Le Châtelèt dé Paris et le comité des recherches avaient été chargés de faire une enquête sur les événements des 5 et 6 octobre 1789. Les commissaires voulurent entendre la deposition de Marie-Antoinette qui avait joué un rôle dans ces journées. La reine répondit, — ou ses amis répondirent pour elle : « Je ne serai jamais délatrice des sujets du roi. »

Les journalistes du parti de la cour firent grand bruit de cette réponse qu’ils avaient peut-être inventée pour les besoins de leur cause, et profitèrent de ce prétexte pour célébrer le grand cœur de l’Autrichienne. Les déclamations des feuilles royalistes méritaient une réponse ; elle ne se fit pas longtemps attendre.

« Lorsque des officiers publics, dont on ne conteste pas la mission ni le caractère, interrogent un citoyen sur un fait qu’il importe à la tranquillité publique d’éclaircir, les lois veulent que ce citoyen réponde sans détour. C’est se mettre au-dessus des lois, que de refuser de parler. L’obéissance à la loi, dans cette circonstance, n’est pas une délation, mais un témoignage. »

« Dans la supposition que la personne interrogée ait un intérêt personnel dans l’affaire, et qu’elle veuille l’abandonner, elle ne peut le faire qu’en donnant à l’intérêt public tout ce qu’elle peut lui donner. Ainsi le désir qu’aurait eu la reine de pardonner aux coupables de la matinée du 6 octobre, pour ce qui lui est personnel, ne pouvait pas l’exempter de répondre catégoriquement sur des événements qui importeraient si essentiellement à la chose publique. »
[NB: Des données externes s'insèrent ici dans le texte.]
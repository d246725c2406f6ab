//! Event-driven triage engines for the Shepherd repository bot.
//!
//! Built on the `taxonomy` crate, this crate turns repository events into
//! label and comment instructions:
//! - `labels` drives reconciliation create/update instructions against a host
//! - `lifecycle` maps PR actions to status label replacements
//! - `autolabel` derives aspect/priority labels from titles and bodies
//! - `commitcheck` lints proposed commit messages in PR bodies
//! - `changelog` assembles release changelogs from merged PRs
//! - `orchestrator` strings the engines together per webhook event
//!
//! All remote operations go through the [`host::RepoHost`] trait; engines
//! receive already-fetched snapshots and hand instructions back to the host.

#![warn(clippy::pedantic)]
#![allow(clippy::module_name_repetitions)]
#![allow(clippy::missing_panics_doc)]

pub mod autolabel;
pub mod changelog;
pub mod commitcheck;
pub mod host;
pub mod labels;
pub mod lifecycle;
pub mod models;
pub mod orchestrator;

pub use host::{PrFilter, PrQuery, ReleaseKind, RepoHost};
pub use models::{Actor, Issue, IssueComment, PrAction, PullRequest, Release};
pub use orchestrator::Bot;
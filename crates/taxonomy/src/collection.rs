//! Kind-unique label collections.

use std::collections::HashSet;
use thiserror::Error;

use crate::label::{Category, Label, LabelKind};

/// Configuration defects detected while constructing the taxonomy.
///
/// A defect never aborts construction: the offending entry is dropped and the
/// first definition wins. The caller decides whether a defect is fatal.
#[derive(Debug, Clone, PartialEq, Eq, Error)]
pub enum TaxonomyDefect {
    /// Two labels in the same collection declared the same kind.
    #[error("{kind} is defined twice in the {category} collection, dropping \"{dropped}\"")]
    DuplicateKind {
        category: Category,
        kind: LabelKind,
        /// Name of the later definition that was discarded.
        dropped: String,
    },
}

/// A category's validated labels, in declaration order.
#[derive(Debug, Clone)]
pub struct LabelCollection {
    category: Category,
    labels: Vec<Label>,
}

impl LabelCollection {
    /// Validates kind-uniqueness. Later duplicates are dropped and reported;
    /// the collection keeps the first definition of each kind.
    #[must_use]
    pub fn new(category: Category, labels: Vec<Label>) -> (Self, Vec<TaxonomyDefect>) {
        let mut seen: HashSet<LabelKind> = HashSet::new();
        let mut kept = Vec::with_capacity(labels.len());
        let mut defects = Vec::new();

        for label in labels {
            if seen.insert(label.kind()) {
                kept.push(label);
            } else {
                defects.push(TaxonomyDefect::DuplicateKind {
                    category,
                    kind: label.kind(),
                    dropped: label.name().to_string(),
                });
            }
        }

        (
            Self {
                category,
                labels: kept,
            },
            defects,
        )
    }

    #[must_use]
    pub fn category(&self) -> Category {
        self.category
    }

    #[must_use]
    pub fn labels(&self) -> &[Label] {
        &self.labels
    }

    /// Finds the label declared for a kind, if any.
    #[must_use]
    pub fn get(&self, kind: LabelKind) -> Option<&Label> {
        self.labels.iter().find(|label| label.kind() == kind)
    }
}
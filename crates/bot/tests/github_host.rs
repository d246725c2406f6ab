//! GitHub adapter tests against a mock HTTP server.

use serde_json::json;
use triage::{PrFilter, PrQuery, ReleaseKind, RepoHost};
use wiremock::matchers::{body_json, method, path};
use wiremock::{Mock, MockServer, ResponseTemplate};

use bot::github::GitHubHost;

async fn host(server: &MockServer) -> GitHubHost {
    GitHubHost::new("test-token", "octo", "widgets").with_api_base(server.uri())
}

#[tokio::test]
async fn list_labels_parses_payload_with_null_description() {
    let server = MockServer::start().await;
    Mock::given(method("GET"))
        .and(path("/repos/octo/widgets/labels"))
        .respond_with(ResponseTemplate::new(200).set_body_json(json!([
            { "name": "🐞 aspect.Bug", "description": "This issue describes a bug.", "color": "AA5117" },
            { "name": "legacy", "description": null, "color": "ededed" },
        ])))
        .mount(&server)
        .await;

    let labels = host(&server).await.list_labels().await;
    assert_eq!(labels.len(), 2);
    assert_eq!(labels[0].name, "🐞 aspect.Bug");
    assert_eq!(labels[1].description, "");
}

#[tokio::test]
async fn transport_failure_degrades_to_empty() {
    let server = MockServer::start().await;
    Mock::given(method("GET"))
        .and(path("/repos/octo/widgets/labels"))
        .respond_with(ResponseTemplate::new(500))
        .mount(&server)
        .await;

    assert!(host(&server).await.list_labels().await.is_empty());
}

#[tokio::test]
async fn replace_labels_removes_then_adds() {
    let server = MockServer::start().await;
    Mock::given(method("DELETE"))
        .and(path("/repos/octo/widgets/issues/7/labels/old-label"))
        .respond_with(ResponseTemplate::new(200))
        .expect(1)
        .mount(&server)
        .await;
    Mock::given(method("POST"))
        .and(path("/repos/octo/widgets/issues/7/labels"))
        .and(body_json(json!({ "labels": ["🔬 pr.ToReview"] })))
        .respond_with(ResponseTemplate::new(200))
        .expect(1)
        .mount(&server)
        .await;

    let ok = host(&server)
        .await
        .replace_labels(7, &["old-label".to_string()], &["🔬 pr.ToReview".to_string()])
        .await;
    assert!(ok);
}

#[tokio::test]
async fn removal_failure_does_not_block_addition() {
    let server = MockServer::start().await;
    Mock::given(method("DELETE"))
        .and(path("/repos/octo/widgets/issues/7/labels/gone"))
        .respond_with(ResponseTemplate::new(404))
        .expect(1)
        .mount(&server)
        .await;
    Mock::given(method("POST"))
        .and(path("/repos/octo/widgets/issues/7/labels"))
        .respond_with(ResponseTemplate::new(200))
        .expect(1)
        .mount(&server)
        .await;

    let ok = host(&server)
        .await
        .replace_labels(7, &["gone".to_string()], &["🏃 pr.OnGoing".to_string()])
        .await;
    // Aggregate is false, but the addition was still attempted (asserted by
    // the POST expectation when the mock server verifies on drop).
    assert!(!ok);
}

#[tokio::test]
async fn last_release_selects_by_kind() {
    let server = MockServer::start().await;
    Mock::given(method("GET"))
        .and(path("/repos/octo/widgets/releases"))
        .respond_with(ResponseTemplate::new(200).set_body_json(json!([
            {
                "id": 3, "tag_name": "v1.2.0", "name": "v1.2.0", "draft": true,
                "prerelease": false, "created_at": "2026-08-20T10:00:00Z",
                "published_at": null, "body": ""
            },
            {
                "id": 2, "tag_name": "v1.1.0", "name": "v1.1.0", "draft": false,
                "prerelease": false, "created_at": "2026-07-01T10:00:00Z",
                "published_at": "2026-07-02T10:00:00Z", "body": "Notes"
            },
        ])))
        .mount(&server)
        .await;

    let adapter = host(&server).await;
    assert_eq!(adapter.last_release(ReleaseKind::Draft).await.map(|r| r.id), Some(3));
    assert_eq!(adapter.last_release(ReleaseKind::Published).await.map(|r| r.id), Some(2));
}

#[tokio::test]
async fn changelogable_filter_runs_client_side() {
    let server = MockServer::start().await;
    Mock::given(method("GET"))
        .and(path("/repos/octo/widgets/pulls"))
        .respond_with(ResponseTemplate::new(200).set_body_json(json!([
            {
                "number": 1, "state": "closed", "title": "Fix crash",
                "created_at": "2026-08-01T10:00:00Z", "updated_at": "2026-08-02T10:00:00Z",
                "merged_at": "2026-08-02T10:00:00Z",
                "labels": [{ "name": "🐞 aspect.Bug", "color": "AA5117" }]
            },
            {
                "number": 2, "state": "closed", "title": "Closed unmerged",
                "created_at": "2026-08-01T10:00:00Z", "updated_at": "2026-08-02T10:00:00Z",
                "merged_at": null, "labels": []
            },
            {
                "number": 3, "state": "closed", "title": "Secret refactor",
                "created_at": "2026-08-01T10:00:00Z", "updated_at": "2026-08-02T10:00:00Z",
                "merged_at": "2026-08-03T10:00:00Z",
                "labels": [{ "name": "👻 changelog.DoNotList", "color": "000000" }]
            },
        ])))
        .mount(&server)
        .await;

    let prs = host(&server)
        .await
        .list_pull_requests(&PrQuery {
            filter: PrFilter::Changelogable,
            since: None,
            author: None,
        })
        .await;

    let numbers: Vec<u64> = prs.iter().map(|pr| pr.number).collect();
    assert_eq!(numbers, [1]);
}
« Une reine qui, comme celles de l’ancien régime, se croirait plus puissante que les lois, pourrait bien avoir fait une pareille réponse. Mais une reine qui saurait qu’elle n’est que la compagne privée d’un homme public, soumis lui-même aux lois, aurait déclaré ce qu’elle savait de cette journée aux officiers qui l’interpellaient ; et elle ne se serait pas crue délatrice en devenant témoin. »
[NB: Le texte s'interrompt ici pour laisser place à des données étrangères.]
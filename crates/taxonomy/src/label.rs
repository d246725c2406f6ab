//! Label value types.
//!
//! A canonical label is namespaced as `"<emoji> <category>.<Kind>"` so that
//! every label the bot manages is visually grouped on the repository and can
//! be recognized by namespace even after a human edits its color or
//! description.

use serde::{Deserialize, Serialize};
use sha2::{Digest, Sha256};
use std::fmt;

use crate::live::LiveLabel;

/// Grouping of labels by purpose. The lowercase form is the namespace that
/// prefixes every managed label name.
#[derive(Debug, Clone, Copy, PartialEq, Eq, Hash, Serialize, Deserialize)]
#[serde(rename_all = "lowercase")]
pub enum Category {
    /// What an issue or PR is about (bug, feature, docs, ...).
    Aspect,
    /// Where a pull request sits in its review lifecycle.
    Pr,
    /// How urgently an issue should be handled.
    Priority,
    /// Changelog composition controls.
    Changelog,
    /// Issue triage outcomes (wontfix, duplicate, ...).
    Issue,
}

impl Category {
    #[must_use]
    pub fn as_str(self) -> &'static str {
        match self {
            Self::Aspect => "aspect",
            Self::Pr => "pr",
            Self::Priority => "priority",
            Self::Changelog => "changelog",
            Self::Issue => "issue",
        }
    }

    /// The `"<category>."` prefix that identifies a managed label name as
    /// belonging to this category.
    #[must_use]
    pub fn namespace(self) -> String {
        format!("{}.", self.as_str())
    }
}

impl fmt::Display for Category {
    fn fmt(&self, f: &mut fmt::Formatter<'_>) -> fmt::Result {
        f.write_str(self.as_str())
    }
}

/// Aspect kinds. `Documentation` renders as `Doc` in label names.
#[derive(Debug, Clone, Copy, PartialEq, Eq, Hash)]
pub enum AspectKind {
    Bug,
    Process,
    Feature,
    Enhancement,
    Documentation,
}

impl AspectKind {
    #[must_use]
    pub fn as_str(self) -> &'static str {
        match self {
            Self::Bug => "Bug",
            Self::Process => "Process",
            Self::Feature => "Feature",
            Self::Enhancement => "Enhancement",
            Self::Documentation => "Doc",
        }
    }
}

/// Pull request lifecycle kinds.
#[derive(Debug, Clone, Copy, PartialEq, Eq, Hash)]
pub enum PrKind {
    ToReview,
    ToMerge,
    OnGoing,
    OnHold,
}

impl PrKind {
    #[must_use]
    pub fn as_str(self) -> &'static str {
        match self {
            Self::ToReview => "ToReview",
            Self::ToMerge => "ToMerge",
            Self::OnGoing => "OnGoing",
            Self::OnHold => "OnHold",
        }
    }
}

/// Priority kinds, highest first.
#[derive(Debug, Clone, Copy, PartialEq, Eq, Hash)]
pub enum PriorityKind {
    Urgent,
    High,
    Medium,
    Low,
}

impl PriorityKind {
    #[must_use]
    pub fn as_str(self) -> &'static str {
        match self {
            Self::Urgent => "Urgent",
            Self::High => "High",
            Self::Medium => "Medium",
            Self::Low => "Low",
        }
    }
}

/// Changelog composition controls.
#[derive(Debug, Clone, Copy, PartialEq, Eq, Hash)]
pub enum ChangelogKind {
    /// Keeps a merged PR out of the release changelog.
    DoNotList,
}

impl ChangelogKind {
    #[must_use]
    pub fn as_str(self) -> &'static str {
        match self {
            Self::DoNotList => "DoNotList",
        }
    }
}

/// Issue triage outcomes.
#[derive(Debug, Clone, Copy, PartialEq, Eq, Hash)]
pub enum IssueKind {
    WontFix,
    GoodFirstIssue,
    Duplicate,
}

impl IssueKind {
    #[must_use]
    pub fn as_str(self) -> &'static str {
        match self {
            Self::WontFix => "WontFix",
            Self::GoodFirstIssue => "GoodFirstIssue",
            Self::Duplicate => "Duplicate",
        }
    }
}

/// A label kind, tagged with the category it belongs to. Within one
/// collection each kind may appear at most once.
#[derive(Debug, Clone, Copy, PartialEq, Eq, Hash)]
pub enum LabelKind {
    Aspect(AspectKind),
    Pr(PrKind),
    Priority(PriorityKind),
    Changelog(ChangelogKind),
    Issue(IssueKind),
}

impl LabelKind {
    #[must_use]
    pub fn category(self) -> Category {
        match self {
            Self::Aspect(_) => Category::Aspect,
            Self::Pr(_) => Category::Pr,
            Self::Priority(_) => Category::Priority,
            Self::Changelog(_) => Category::Changelog,
            Self::Issue(_) => Category::Issue,
        }
    }

    #[must_use]
    pub fn as_str(self) -> &'static str {
        match self {
            Self::Aspect(kind) => kind.as_str(),
            Self::Pr(kind) => kind.as_str(),
            Self::Priority(kind) => kind.as_str(),
            Self::Changelog(kind) => kind.as_str(),
            Self::Issue(kind) => kind.as_str(),
        }
    }
}

impl fmt::Display for LabelKind {
    fn fmt(&self, f: &mut fmt::Formatter<'_>) -> fmt::Result {
        write!(f, "{}.{}", self.category(), self.as_str())
    }
}

/// An immutable canonical label.
///
/// Two labels are considered equal when their identity digests match, which
/// is the case exactly when name, description and color all match.
#[derive(Debug, Clone)]
pub struct Label {
    name: String,
    description: String,
    color: String,
    aliases: Vec<String>,
    kind: LabelKind,
}

impl Label {
    /// Builds a label with the namespaced name `"<emoji> <category>.<Kind>"`.
    ///
    /// Aliases are lowercase substrings used to recognize an equivalent live
    /// label during reconciliation; their declaration order is the match
    /// precedence.
    #[must_use]
    pub fn new(kind: LabelKind, emoji: &str, description: &str, color: &str, aliases: &[&str]) -> Self {
        Self {
            name: format!("{emoji} {kind}"),
            description: description.to_string(),
            color: color.to_string(),
            aliases: aliases.iter().map(|alias| alias.to_lowercase()).collect(),
            kind,
        }
    }

    #[must_use]
    pub fn name(&self) -> &str {
        &self.name
    }

    #[must_use]
    pub fn description(&self) -> &str {
        &self.description
    }

    #[must_use]
    pub fn color(&self) -> &str {
        &self.color
    }

    #[must_use]
    pub fn aliases(&self) -> &[String] {
        &self.aliases
    }

    #[must_use]
    pub fn kind(&self) -> LabelKind {
        self.kind
    }

    /// Stable hex digest over (name, description, color).
    #[must_use]
    pub fn identity(&self) -> String {
        let mut hasher = Sha256::new();
        hasher.update(self.name.as_bytes());
        hasher.update(self.description.as_bytes());
        hasher.update(self.color.as_bytes());
        hex::encode(hasher.finalize())
    }

    /// Whether a live label is already an exact rendition of this label.
    #[must_use]
    pub fn matches_live(&self, live: &LiveLabel) -> bool {
        self.name == live.name && self.description == live.description && self.color == live.color
    }
}

impl PartialEq for Label {
    fn eq(&self, other: &Self) -> bool {
        self.name == other.name && self.description == other.description && self.color == other.color
    }
}

impl Eq for Label {}
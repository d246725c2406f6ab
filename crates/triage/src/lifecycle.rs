//! Pull request lifecycle transitions.
//!
//! PR state lives in which `pr.` label is attached; there is at most one at a
//! time. A transition removes every status label and applies the one the
//! action calls for.

use taxonomy::{Category, LabelArchive, LabelKind, PrKind};

use crate::host::RepoHost;
use crate::labels;
use crate::models::{PrAction, PullRequest};

/// The status label an action leads to. `None` means the action does not
/// touch status labels (edits trigger re-validation only).
#[must_use]
pub fn transition(action: PrAction, draft: bool) -> Option<PrKind> {
    match action {
        PrAction::ReadyForReview => Some(PrKind::ToReview),
        PrAction::ConvertedToDraft => Some(PrKind::OnGoing),
        PrAction::Opened => Some(if draft { PrKind::OnGoing } else { PrKind::ToReview }),
        PrAction::Edited | PrAction::Closed => None,
    }
}

/// Applies the transition for an action: removes all applied `pr.` labels and
/// adds the target status label. No-op success when the action has no
/// transition.
pub async fn apply_pr_transition<H: RepoHost + ?Sized>(
    archive: &LabelArchive,
    host: &H,
    pr: &PullRequest,
    action: PrAction,
) -> bool {
    let Some(kind) = transition(action, pr.draft) else {
        return true;
    };

    let remove = labels::names_in_category(Category::Pr, &pr.labels);
    let add: Vec<String> = archive
        .lookup(LabelKind::Pr(kind))
        .map(|label| label.name().to_string())
        .into_iter()
        .collect();

    host.replace_labels(pr.number, &remove, &add).await
}

#[cfg(test)]
mod tests {
    use super::*;

    #[test]
    fn ready_for_review_moves_to_review() {
        assert_eq!(transition(PrAction::ReadyForReview, false), Some(PrKind::ToReview));
        assert_eq!(transition(PrAction::ReadyForReview, true), Some(PrKind::ToReview));
    }

    #[test]
    fn opened_branches_on_draft_flag() {
        assert_eq!(transition(PrAction::Opened, false), Some(PrKind::ToReview));
        assert_eq!(transition(PrAction::Opened, true), Some(PrKind::OnGoing));
    }

    #[test]
    fn converted_to_draft_moves_to_ongoing() {
        assert_eq!(transition(PrAction::ConvertedToDraft, false), Some(PrKind::OnGoing));
    }

    #[test]
    fn edited_is_not_a_transition() {
        assert_eq!(transition(PrAction::Edited, false), None);
        assert_eq!(transition(PrAction::Closed, false), None);
    }
}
« Cette citoyenne se serait bien gardée de se servir de cette odieuse dénomination, les sujets du roi ; car un roi n’a point de sujets. Le mot sujet exprime le rapport de chaque citoyen au souverain. Or, c’est la nation, et non le roi, qui est le souverain. Les rois de France pourraient se croire souverains, et dire mes sujets, s’il en était d’un homme qui croît dans le royaume comme d’une rave qui croît dans un jardin, et que le royaume fût leur propriété. Mais comme, pour ôter toute équivoque, on a changé le titre de roi de France en celui de roi, c’est-à-dire chef des Français, comme il est incontestable en principe, et décrété dans la constitution que la souveraineté résidé dans le peuple, ces façons de parler si insultantes, mes sujets, les sujets du roi disparaîtront peu à peu de notre langue, ou l’attachement à la constitution, si publiquement professé le 4 février, ne serait qu’un leurre, qu’une tournure ; et c’est ce qu’il n’est pas même possible de supposer. »
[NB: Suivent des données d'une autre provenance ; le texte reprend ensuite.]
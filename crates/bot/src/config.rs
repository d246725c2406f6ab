//! Server configuration from environment variables.

use anyhow::{Context, Result};

/// Runtime configuration for the webhook server.
#[derive(Debug, Clone)]
pub struct Config {
    /// Token used for GitHub API calls.
    pub github_token: String,
    /// Repository owner (user or organization).
    pub owner: String,
    /// Repository name.
    pub repo: String,
    /// Shared secret for webhook signature verification; unset disables
    /// verification (local development only).
    pub webhook_secret: Option<String>,
    /// The bot's own login, used to recognize its previous comments.
    pub bot_login: String,
    /// HTTP listen port.
    pub http_port: u16,
}

impl Config {
    /// Loads configuration from the environment.
    pub fn from_env() -> Result<Self> {
        let repository =
            std::env::var("GITHUB_REPOSITORY").context("GITHUB_REPOSITORY must be set (owner/name)")?;
        let (owner, repo) = repository
            .split_once('/')
            .context("GITHUB_REPOSITORY must look like owner/name")?;

        Ok(Self {
            github_token: std::env::var("GITHUB_TOKEN").context("GITHUB_TOKEN must be set")?,
            owner: owner.to_string(),
            repo: repo.to_string(),
            webhook_secret: std::env::var("WEBHOOK_SECRET").ok().filter(|secret| !secret.is_empty()),
            bot_login: std::env::var("BOT_LOGIN").unwrap_or_else(|_| "shepherd[bot]".to_string()),
            http_port: std::env::var("PORT")
                .ok()
                .and_then(|port| port.parse().ok())
                .unwrap_or(8080),
        })
    }
}
//! Per-event orchestration.
//!
//! One `Bot` instance is shared process-wide; the archive it holds is
//! immutable after startup. Each handler runs a label sync first so every
//! label-touching action works against a reconciled repository, then runs
//! the engines the event calls for. Outcomes are AND-aggregated and never
//! short-circuit: a failed step is logged and the remaining steps still run.

use std::sync::Arc;
use taxonomy::LabelArchive;
use tracing::{info, warn};

use crate::autolabel;
use crate::changelog;
use crate::commitcheck;
use crate::host::{ReleaseKind, RepoHost};
use crate::labels;
use crate::lifecycle;
use crate::models::{Issue, PrAction, PullRequest};

/// The event-handling facade the webhook layer drives.
pub struct Bot<H> {
    archive: Arc<LabelArchive>,
    host: H,
    login: String,
}

impl<H: RepoHost> Bot<H> {
    pub fn new(archive: Arc<LabelArchive>, host: H, login: impl Into<String>) -> Self {
        Self {
            archive,
            host,
            login: login.into(),
        }
    }

    /// The underlying host, exposed for diagnostics and tests.
    pub fn host(&self) -> &H {
        &self.host
    }

    /// Reconciles the repository's labels against the archive.
    pub async fn sync_labels(&self) -> bool {
        labels::sync_labels(&self.archive, &self.host).await
    }

    /// Handles a pull request lifecycle event.
    pub async fn handle_pr(&self, action: PrAction, pr: &PullRequest) -> bool {
        if !self.sync_labels().await {
            warn!(pr = pr.number, "label sync incomplete before PR handling, proceeding");
        }

        let mut ok = true;

        if matches!(action, PrAction::Edited | PrAction::ReadyForReview) {
            ok &= commitcheck::validate_commit_message(&self.host, &self.login, pr).await;
            ok &= autolabel::label_pull_request(&self.archive, &self.host, pr).await;
        }

        if matches!(
            action,
            PrAction::Opened | PrAction::ReadyForReview | PrAction::ConvertedToDraft
        ) {
            ok &= lifecycle::apply_pr_transition(&self.archive, &self.host, pr, action).await;
        }

        info!(pr = pr.number, ?action, ok, "handled pull request event");
        ok
    }

    /// Handles a newly opened issue: reconcile, then auto-label from the
    /// title's signals.
    pub async fn handle_issue_opened(&self, issue: &Issue) -> bool {
        if !self.sync_labels().await {
            warn!(issue = issue.number, "label sync incomplete before issue handling, proceeding");
        }

        let ok = autolabel::label_issue(&self.archive, &self.host, issue).await;
        info!(issue = issue.number, ok, "handled issue opened event");
        ok
    }

    /// Handles a release event: if a draft release exists, recompose its
    /// changelog. No draft is a no-op success.
    pub async fn handle_release_event(&self) -> bool {
        let Some(draft) = self.host.last_release(ReleaseKind::Draft).await else {
            return true;
        };
        changelog::update_release_changelog(&self.archive, &self.host, &draft).await
    }
}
Les théâtres donnent chaque jour des pièces patriotiques. Loustallot rend compte dans ce numéro de la Mort de César, la célèbre tragédie de Voltaire. Nous détacherons de cet article de critique littéraire quelques considérations sur le théâtre en France.

« Du pain et des spectacles ! Là se bornaient les vœux des Romains, lorsqu’ils devinrent esclaves ; là se bornaient les désirs des Français, lorsqu’ils étaient courbés sous le joug honteux des ministres, des prêtres et des femmes perdues, qui donnaient le ton à l’administration comme aux sociétés. Les conversations les plus relevées roulaient sur la préférence que l’on accordait à Corneille sur Racine, ou à Racine sur Corneille ; mais plus ordinairement on s’entretenait de l’acteur du jour, de la pièce nouvelle, de décorations, de costumes et de musique. Les droits de l’homme, la liberté individuelle, la souveraineté nationale étaient des chimères : on n’en parlait presque point ; ou si l’on s’échappait quelquefois jusqu’à paraître douter de l’infaillibilité d’un ministre, de la pureté des intentions du gouvernement, il y avait, dans toutes les sociétés, dix mouchards pour vous dénoncer, et la Bastille ou Bicêtre s’ouvraient pour engloutir d’innocentes victimes. » Le jeune publiciste finit en donnant une sérieuse leçon au public français, au peuple léger et frivole qui sait mourir pour la liberté et ne sait pas vivre pour elle.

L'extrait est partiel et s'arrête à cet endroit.